Exercise materials:

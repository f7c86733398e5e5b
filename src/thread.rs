//! Threaded traversal.
//!
//! Threading a tree stores, in every absent child slot, a link to the node that follows it
//! in some traversal order. The tree can then be walked from first to last node with no
//! recursion and no explicit stack. Threads are a view over the current shape only: any
//! mutation unthreads the tree first.
//!
//! # Examples
//!
//! ```
//! use ordtree::{BinaryTree, Order, TreeError};
//!
//! let mut tree: BinaryTree<_> = [5, 3, 7, 2, 4].into_iter().collect();
//! tree.make_threaded(Order::Inorder);
//!
//! let mut seen = Vec::new();
//! tree.traverse_threaded(|v| seen.push(*v)).unwrap();
//! assert_eq!(seen, [2, 3, 4, 5, 7]);
//!
//! // Mutating drops the threads.
//! tree.insert(6);
//! assert_eq!(tree.traverse_threaded(|_| {}), Err(TreeError::NotThreaded));
//! ```

use tracing::debug;

use crate::node::{Link, NodeId};
use crate::{Order, Tree, TreeError};

impl<T, B> Tree<T, B> {
    /// Threads the tree under `order`, replacing every absent child slot with a link to the
    /// node's successor in that order. The last node of the order keeps its absent slots.
    /// Threading again, under any order, first removes the old threads.
    pub fn make_threaded(&mut self, order: Order) {
        self.unthread();
        let ids = self.order_ids(self.root, order);
        for pair in ids.windows(2) {
            let (id, next) = (pair[0], pair[1]);
            let node = &mut self.nodes[id];
            if node.left.is_absent() {
                node.left = Link::Thread(next);
            }
            if node.right.is_absent() {
                node.right = Link::Thread(next);
            }
        }
        self.threaded = Some(order);
        debug!(%order, len = ids.len(), "threaded tree");
    }

    /// Removes every thread, turning thread slots back into absent ones. Does nothing if the
    /// tree isn't threaded.
    pub fn unthread(&mut self) {
        let Some(order) = self.threaded.take() else {
            return;
        };
        for node in self.nodes.iter_mut() {
            if let Link::Thread(_) = node.left {
                node.left = Link::Absent;
            }
            if let Link::Thread(_) = node.right {
                node.right = Link::Absent;
            }
        }
        debug!(%order, "unthreaded tree");
    }

    /// True while the tree is threaded.
    pub fn is_threaded(&self) -> bool {
        self.threaded.is_some()
    }

    /// The order the tree is threaded under, if any.
    pub fn threaded_order(&self) -> Option<Order> {
        self.threaded
    }

    /// Calls `visit` with every value in the order the tree is threaded under, following
    /// child and thread links only.
    ///
    /// # Errors
    ///
    /// [`TreeError::NotThreaded`] unless [`make_threaded`][Self::make_threaded] was called
    /// after the last mutation.
    pub fn traverse_threaded(&self, mut visit: impl FnMut(&T)) -> Result<(), TreeError> {
        let order = self.threaded.ok_or(TreeError::NotThreaded)?;
        let mut current = self.root.map(|root| self.first_in(root, order));
        while let Some(id) = current {
            visit(&self.nodes[id].value);
            current = self.threaded_successor(id, order);
        }
        Ok(())
    }

    fn first_in(&self, root: NodeId, order: Order) -> NodeId {
        match order {
            Order::Inorder => self.leftmost(root),
            Order::Preorder => root,
            Order::Postorder => self.first_postorder(root),
        }
    }

    /// The deepest node reached by always stepping into the left child when there is one
    /// and into the right child otherwise.
    fn first_postorder(&self, mut id: NodeId) -> NodeId {
        loop {
            let (left, right) = self.nodes[id].children();
            match left.or(right) {
                Some(child) => id = child,
                None => return id,
            }
        }
    }

    fn threaded_successor(&self, id: NodeId, order: Order) -> Option<NodeId> {
        let node = &self.nodes[id];
        match (node.left, node.right) {
            (Link::Thread(next), _) | (_, Link::Thread(next)) => return Some(next),
            // Only the last node keeps an absent slot.
            (Link::Absent, _) | (_, Link::Absent) => return None,
            (Link::Child(_), Link::Child(_)) => {}
        }

        // Two children, so neither slot says where to go next.
        let (left, right) = node.children();
        match order {
            Order::Inorder => right.map(|right| self.leftmost(right)),
            Order::Preorder => left,
            Order::Postorder => {
                let parent = node.parent?;
                match self.nodes[parent].right.child() {
                    Some(sibling) if sibling != id => Some(self.first_postorder(sibling)),
                    _ => Some(parent),
                }
            }
        }
    }
}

Task description: Every record should be retyped so that it matches the original exactly.

Result of this task:
repository f7c86733398e5e5b
filename src/thread.rs
//! Threaded traversal.
//!
//! Threading a tree stores, in every absent child slot, a link to the node that follows it
//! in some traversal order. The tree can then be walked from first to last node with no
//! recursion and no explicit stack. Threads are a view over the current shape only: any
//! mutation unthreads the tree first.
//!
//! # Examples
//!
//! ```
//! use ordtree::{BinaryTree, Order, TreeError};
//!
//! let mut tree: BinaryTree<_> = [5, 3, 7, 2, 4].into_iter().collect();
//! tree.make_threaded(Order::Inorder);
//!
//! let mut seen = Vec::new();
//! tree.traverse_threaded(|v| seen.push(*v)).unwrap();
//! assert_eq!(seen, [2, 3, 4, 5, 7]);
//!
//! // Mutating drops the threads.
//! tree.insert(6);
//! assert_eq!(tree.traverse_threaded(|_| {}), Err(TreeError::NotThreaded));
//! ```

use tracing::debug;

use crate::node::{Link, NodeId};
use crate::{Order, Tree, TreeError};

impl<T, B> Tree<T, B> {
    /// Threads the tree under `order`, replacing every absent child slot with a link to the
    /// node's successor in that order. The last node of the order keeps its absent slots.
    /// Threading again, under any order, first removes the old threads.
    pub fn make_threaded(&mut self, order: Order) {
        self.unthread();
        let ids = self.order_ids(self.root, order);
        for pair in ids.windows(2) {
            let (id, next) = (pair[0], pair[1]);
            let node = &mut self.nodes[id];
            if node.left.is_absent() {
                node.left = Link::Thread(next);
            }
            if node.right.is_absent() {
                node.right = Link::Thread(next);
            }
        }
        self.threaded = Some(order);
        debug!(%order, len = ids.len(), "threaded tree");
    }

    /// Removes every thread, turning thread slots back into absent ones. Does nothing if the
    /// tree isn't threaded.
    pub fn unthread(&mut self) {
        let Some(order) = self.threaded.take() else {
            return;
        };
        for node in self.nodes.iter_mut() {
            if let Link::Thread(_) = node.left {
                node.left = Link::Absent;
            }
            if let Link::Thread(_) = node.right {
                node.right = Link::Absent;
            }
        }
        debug!(%order, "unthreaded tree");
    }

    /// True while the tree is threaded.
    pub fn is_threaded(&self) -> bool {
        self.threaded.is_some()
    }

    /// The order the tree is threaded under, if any.
    pub fn threaded_order(&self) -> Option<Order> {
        self.threaded
    }

    /// Calls `visit` with every value in the order the tree is threaded under, following
    /// child and thread links only.
    ///
    /// # Errors
    ///
    /// [`TreeError::NotThreaded`] unless [`make_threaded`][Self::make_threaded] was called
    /// after the last mutation.
    pub fn traverse_threaded(&self, mut visit: impl FnMut(&T)) -> Result<(), TreeError> {
        let order = self.threaded.ok_or(TreeError::NotThreaded)?;
        let mut current = self.root.map(|root| self.first_in(root, order));
        while let Some(id) = current {
            visit(&self.nodes[id].value);
            current = self.threaded_successor(id, order);
        }
        Ok(())
    }

    fn first_in(&self, root: NodeId, order: Order) -> NodeId {
        match order {
            Order::Inorder => self.leftmost(root),
            Order::Preorder => root,
            Order::Postorder => self.first_postorder(root),
        }
    }

    /// The deepest node reached by always stepping into the left child when there is one
    /// and into the right child otherwise.
    fn first_postorder(&self, mut id: NodeId) -> NodeId {
        loop {
            let (left, right) = self.nodes[id].children();
            match left.or(right) {
                Some(child) => id = child,
                None => return id,
            }
        }
    }

    fn threaded_successor(&self, id: NodeId, order: Order) -> Option<NodeId> {
        let node = &self.nodes[id];
        match (node.left, node.right) {
            (Link::Thread(next), _) | (_, Link::Thread(next)) => return Some(next),
            // Only the last node keeps an absent slot.
            (Link::Absent, _) | (_, Link::Absent) => return None,
            (Link::Child(_), Link::Child(_)) => {}
        }

        // Two children, so neither slot says where to go next.
        let (left, right) = node.children();
        match order {
            Order::Inorder => right.map(|right| self.leftmost(right)),
            Order::Preorder => left,
            Order::Postorder => {
                let parent = node.parent?;
                match self.nodes[parent].right.child() {
                    Some(sibling) if sibling != id => Some(self.first_postorder(sibling)),
                    _ => Some(parent),
                }
            }
        }
    }
}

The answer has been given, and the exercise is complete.